**The task:**
Pick out every line of the entries below where "enum" occurs, and copy those lines.

((

//! HTTP control surface
//!
//! A thin axum adapter over the registry: JSON control endpoints, the raw
//! frame pull endpoint, and the websocket push channel. All origins are
//! allowed; viewers are expected to be embedded anywhere.

use std::sync::Arc;

use axum::routing::{delete, get, post};
use axum::Router;
use tokio::net::TcpListener;
use tower_http::cors::{Any, CorsLayer};
use tower_http::trace::TraceLayer;

use crate::config::ServerConfig;
use crate::registry::StreamRegistry;

pub mod handlers;
pub mod ws;

/// Shared state for all handlers
#[derive(Clone)]
pub struct AppState {
    pub registry: Arc<StreamRegistry>,
    pub config: ServerConfig,
}

impl AppState {
    pub fn new(registry: Arc<StreamRegistry>, config: ServerConfig) -> Self {
        Self { registry, config }
    }
}

/// Build the router with every control and consumer endpoint
pub fn router(state: AppState) -> Router {
    Router::new()
        .route(
            "/api/streams",
            post(handlers::create_stream).get(handlers::list_streams),
        )
        .route("/api/streams/start-with-url", post(handlers::start_with_url))
        .route("/api/streams/:stream_id", delete(handlers::stop_stream))
        .route(
            "/api/streams/:stream_id/force",
            delete(handlers::force_stop_stream),
        )
        .route("/api/streams/:stream_id/stats", get(handlers::stream_stats))
        .route(
            "/api/streams/:stream_id/status",
            get(handlers::stream_status),
        )
        .route("/api/streams/:stream_id/frame", get(handlers::latest_frame))
        .route("/ws/:stream_id", get(ws::attach))
        .route("/health", get(handlers::health))
        .layer(
            CorsLayer::new()
                .allow_origin(Any)
                .allow_methods(Any)
                .allow_headers(Any),
        )
        .layer(TraceLayer::new_for_http())
        .with_state(state)
}

/// Serve until the listener fails
pub async fn serve(state: AppState, listener: TcpListener) -> crate::Result<()> {
    axum::serve(listener, router(state)).await?;
    Ok(())
}

/// Serve until the shutdown future completes
pub async fn serve_with_shutdown<F>(
    state: AppState,
    listener: TcpListener,
    shutdown: F,
) -> crate::Result<()>
where
    F: std::future::Future<Output = ()> + Send + 'static,
{
    axum::serve(listener, router(state))
        .with_graceful_shutdown(shutdown)
        .await?;
    Ok(())
}
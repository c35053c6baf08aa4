//! Registry error types
//!
//! Error types for stream registry operations.

/// Error type for registry operations
#[derive(Debug, Clone)]
pub enum RegistryError {
    /// No stream with this id
    StreamNotFound(String),
    /// A stream with this id already exists
    StreamAlreadyExists(String),
    /// Stream exists but has no live transcoder
    StreamNotRunning(String),
    /// Stream still has attached consumers and the stop was not forced
    ConsumerBusy {
        stream_id: String,
        client_count: usize,
    },
}

impl std::fmt::Display for RegistryError {
    fn fmt(&self, f: &mut std::fmt::Formatter<'_>) -> std::fmt::Result {
        match self {
            RegistryError::StreamNotFound(id) => write!(f, "Stream not found: {}", id),
            RegistryError::StreamAlreadyExists(id) => {
                write!(f, "Stream {} already exists", id)
            }
            RegistryError::StreamNotRunning(id) => write!(f, "Stream not running: {}", id),
            RegistryError::ConsumerBusy {
                stream_id,
                client_count,
            } => write!(
                f,
                "Cannot stop stream {}: {} client(s) still connected",
                stream_id, client_count
            ),
        }
    }
}

impl std::error::Error for RegistryError {}
//! Type model errors

use thiserror::Error;

/// Errors raised by descriptor parsing and type accessors
#[derive(Debug, Clone, Error, PartialEq, Eq)]
pub enum TypeError {
    /// The descriptor string does not follow the classfile grammar
    #[error("malformed type descriptor {0:?}")]
    BadDescriptor(String),

    /// An array accessor was called on a non-array type
    #[error("{0} is not an array type")]
    NotAnArray(String),
}
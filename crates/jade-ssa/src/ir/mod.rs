//! SSA node model
//!
//! Two disjoint node kinds: expressions, which always know their type,
//! and operations, which carry side effects or transfer control. Nodes
//! live in an arena graph and reference each other by stable indices.

mod graph;
mod node;
pub mod pretty;

pub use graph::IrGraph;
pub use node::{BinOp, CmpOp, Const, Expr, ExprId, InvokeKind, Op, OpId};
pub use pretty::{Listing, PrettyPrint};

))

**Reply:**
pub enum RegistryError {
pub enum TypeError {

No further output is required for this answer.